Katie Waissel

X Factor contestants who were kicked off the hit TV show before last weekend's final are arriving in Ireland in a desperate bid to launch their music careers but face disappointment after only managing to secure gigs in low-key venues.


Controversial finalist Katie Waissel will make the transition from performing on stage in front of over 16 million viewers to playing the Manor nightclub in Virginia, Co Cavan, next month. Also set to play in the same venue is Aiden Grimshaw, who was noted for his intense performances throughout the competition.


Tickets cost €20 to see both acts perform for two consecutive nights in mid-January.


Meanwhile, Louis Walsh's quirky Brazilian protégé Wagner will play the Wright Venue in Swords, Co Dublin, this Thursday. Girl band Belle Amie, who left the contest at an early stage, recently performed at the George in Dublin, with tickets costing €5 each.

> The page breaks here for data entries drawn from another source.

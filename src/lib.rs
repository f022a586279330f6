//! # Upper triangular matrices
//!
//! A bounds-checked `Vector` with a configurable start index, and an `UpperTriangular` matrix
//! which stores only the values on and above the diagonal, one `Vector` per row.
#![warn(missing_docs)]

pub mod data;
pub mod error;
//! # Error reporting for vector and matrix operations
//!
//! Every fallible operation in this crate fails with a `LinearAlgebraError`. Failures are detected
//! before anything is modified, so the value an operation was called on is unchanged afterwards.
use std::error::Error;
use std::fmt;
use std::fmt::Display;

/// A `LinearAlgebraError` describes why creating, indexing or combining a value failed.
#[derive(Debug, Clone, Eq, PartialEq)]
pub enum LinearAlgebraError {
    /// A value could not be created with the given arguments.
    ///
    /// The contained `String` is a message for the end user, for example because a size was not
    /// positive or larger than the allowed maximum.
    InvalidArgument(String),
    /// An index was used that does not refer to a stored value.
    IndexOutOfRange {
        /// Index as it was provided by the caller, before the start index was subtracted.
        index: isize,
        /// First valid index.
        start_index: isize,
        /// Number of valid indices.
        len: usize,
    },
    /// The operands of a binary operation don't have the same size.
    SizeMismatch {
        /// Size of the left operand.
        left: usize,
        /// Size of the right operand.
        right: usize,
    },
}

impl LinearAlgebraError {
    /// Wrap a text in an `InvalidArgument` error.
    ///
    /// # Arguments
    ///
    /// * `description`: A human-readable text meant for the end user.
    pub fn invalid_argument(description: impl Into<String>) -> Self {
        LinearAlgebraError::InvalidArgument(description.into())
    }
}

impl Display for LinearAlgebraError {
    fn fmt(&self, f: &mut fmt::Formatter) -> fmt::Result {
        match self {
            LinearAlgebraError::InvalidArgument(description) => {
                write!(f, "InvalidArgument: {}", description)
            },
            LinearAlgebraError::IndexOutOfRange { index, start_index, len } => {
                write!(
                    f,
                    "IndexOutOfRange: index {} is not in {}..{}",
                    index, start_index, *start_index as i128 + *len as i128,
                )
            },
            LinearAlgebraError::SizeMismatch { left, right } => {
                write!(f, "SizeMismatch: sizes {} and {} differ", left, right)
            },
        }
    }
}

impl Error for LinearAlgebraError {
    fn source(&self) -> Option<&(dyn Error + 'static)> {
        None
    }
}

The finalists, who will earn only 0.01 cent per iTunes download of any of their performances online, are meanwhile about to embark on a gruelling 30-date live tour. Tickets for the Dublin dates of the tour in the 14,000-capacity 02 venue are selling for about €55, making the Irish leg of the tour one of the most lucrative for the show's executives.

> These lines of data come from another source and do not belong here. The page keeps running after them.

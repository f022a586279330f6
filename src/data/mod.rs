//! # Storing of vectors and matrices in memory
//!
//! This module provides the data structures, their shape invariants and the arithmetic defined on
//! them.

pub mod linear_algebra;
use std::collections::HashMap;

use crate::error::ErrorKind;

/// Case-sensitive symbol table holding label addresses and `.EQU`
/// constants. Values are kept wider than a byte so that pass 1 can track
/// locations past the end of memory; emission masks to 8 bits.
#[derive(Debug, Default)]
pub struct SymbolTable {
    values: HashMap<String, i32>,
}

impl SymbolTable {
    pub fn new() -> SymbolTable {
        SymbolTable::default()
    }

    /// Binds a symbol. Rebinding is an error, for labels and constants
    /// alike.
    pub fn define(&mut self, name: &str, value: i32) -> Result<(), ErrorKind> {
        if self.values.contains_key(name) {
            return Err(ErrorKind::DuplicateSymbol(name.to_owned()));
        }
        self.values.insert(name.to_owned(), value);
        Ok(())
    }

    pub fn get(&self, name: &str) -> Option<i32> {
        self.values.get(name).copied()
    }

    pub fn contains(&self, name: &str) -> bool {
        self.values.contains_key(name)
    }
}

Contestants such as Dubliner Mary Byrne were given only €30 a week while they stayed in the X Factor house, leaving them virtually penniless, despite that they were pulling in almost €1m worth of phone votes for every week of the show. Byrne said previously that, had Tesco bosses not continued to pay her for her time on the show, she would have been in a dire financial predicament.


Reports suggesting that contestants earned only €300 an episode were rubbished by show mogul Simon Cowell, who said that contestants could have expected to make up to €1,500 each per show with personal appearances.


While ITV refused to reveal details of payments to finalists, the sums earned pale in comparison to Cowell's take-home pay, which was as much as €250,000 an episode.


PR guru Max Clifford said former contestants should use the "shop window" they had been given "before it runs out".


"They should be trying to build up a live-audience following, and then they need to get some good management behind them," he told the Sunday Tribune.